The slow components of channel recovery from inactivation in Na^sub v^1.1 result in a rate-dependent reduction in peak current during a pacing protocol. Fig. 3 illustrates the rate-dependent reduction in peak current (normalized to the maximum current measured on the first beat) in experimental recordings from a hippocampal CA1 pyramidal neuron dendritic cell-attached patch (Fig. 3 A) (Colbert and Johnston, 1998) and simulations (Fig. 3 B). It should be noted that although Nav1.1 has been shown to localize within the soma and dendrites of neurons in the hippocampus (Westenbroek et al., 1989), Colbert and Johnston did not show specifically that the recorded current was from Na^sub v^1.1. Nonetheless, the pace-dependent reduction in macroscopic Na+ current illustrates the importance of slow channel recovery from inactivation in determining cellular neuronal excitability. Cells were subjected to 10 paced beats to -5 mV for 2 ms followed by 100 ms repolarization to -65 mV. Notably, after 10 paced beats, the peak current is reduced by >50%. This reduction occurs due to a buildup of channel inactivation and an insufficient recovery period between beats to allow for channel recovery from inactivation. Interestingly, the degree of current reduction is much greater than observed with the cardiac isoform (Clancy et al., 2002), consistent with markedly slower channel recovery from inactivation (Fig. 2 B) observed in Na^sub v^1.1.

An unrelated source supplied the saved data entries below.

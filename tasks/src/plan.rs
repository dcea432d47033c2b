//! Task planning: the fixed step list behind each subcommand.
//!
//! Planning is pure. The only host-dependent input is the [`OsFamily`], which
//! decides whether a global install needs the privilege prefix.

use crate::core::platform::{OsFamily, Platform};
use crate::core::types::{Invocation, Step, Task};
use crate::io::config::{ProductionConfig, TasksConfig};

/// Build the ordered steps for `task`.
pub fn plan(task: Task, cfg: &TasksConfig, os: OsFamily) -> Vec<Step> {
    match task {
        Task::Prepare => plan_prepare(cfg, os),
        Task::Watch => plan_watch(cfg),
        Task::Run => plan_run(cfg),
        Task::Production => plan_production(cfg),
    }
}

fn plan_prepare(cfg: &TasksConfig, os: OsFamily) -> Vec<Step> {
    let tools = &cfg.tools;

    let mut install = Invocation::new(&tools.package_manager.command).args([
        "i",
        "-g",
        tools.frontend_runner_package.as_str(),
    ]);
    if os.elevates_global_installs() {
        install = install.prefixed(&tools.elevate);
    }

    vec![
        Step::RequireOnPath(tools.runtime.clone()),
        Step::RequireOnPath(tools.toolchain.clone()),
        Step::RequireOnPath(tools.package_manager.clone()),
        Step::InstallIfMissing {
            tool: tools.frontend_runner.clone(),
            install,
        },
        Step::Say(format!("Installing {} dependencies...", tools.package_manager.name)),
        Step::Run(Invocation::new(&tools.package_manager.command).arg("i")),
        Step::Say(format!("Installing {} dependencies...", tools.toolchain.name)),
        Step::Run(
            Invocation::new(&tools.toolchain.command)
                .arg("get")
                .args(cfg.prepare.toolchain_deps.iter().cloned()),
        ),
        Step::Say("Ready for development!".to_string()),
    ]
}

fn plan_watch(cfg: &TasksConfig) -> Vec<Step> {
    vec![Step::Run(
        Invocation::new(&cfg.tools.frontend_runner.command).arg("watch"),
    )]
}

fn plan_run(cfg: &TasksConfig) -> Vec<Step> {
    vec![Step::Run(
        Invocation::new(&cfg.tools.toolchain.command)
            .arg("run")
            .args(cfg.run.entry_files.iter().cloned()),
    )]
}

fn plan_production(cfg: &TasksConfig) -> Vec<Step> {
    let production = &cfg.production;
    let mut steps = vec![
        Step::Run(
            Invocation::new(&cfg.tools.frontend_runner.command).args(["build", "--production"]),
        ),
        Step::RunManaged {
            tool: production.embed_tool.clone(),
            args: production.embed_args.clone(),
        },
        Step::RemoveDir(production.build_dir.clone()),
    ];
    steps.extend(
        production
            .platforms
            .iter()
            .map(|platform| cross_compile(production, platform)),
    );
    steps.push(Step::RemoveFile(production.embed_artifact.clone()));
    steps
}

fn cross_compile(production: &ProductionConfig, platform: &Platform) -> Step {
    Step::RunManaged {
        tool: production.cross_tool.clone(),
        args: vec![
            format!("-osarch={platform}"),
            format!("-output={}", production.output_template),
        ],
    }
}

Thus far, we have demonstrated that the Markovian model of WT SCN1A I^sub Na^ can recapitulate the major kinetic gating features observed experimentally, including the voltage dependence of availability and activation, as well as the time dependence of channel recovery from inactivation. The model can also account for the pulse-dependent reduction in peak current, which reflects complex interactions, including the time and voltage-dependent activation, open-state inactivation, and recovery processes. We next investigated the feasibility of utilizing the model to simulate mutation-induced changes in channel gating.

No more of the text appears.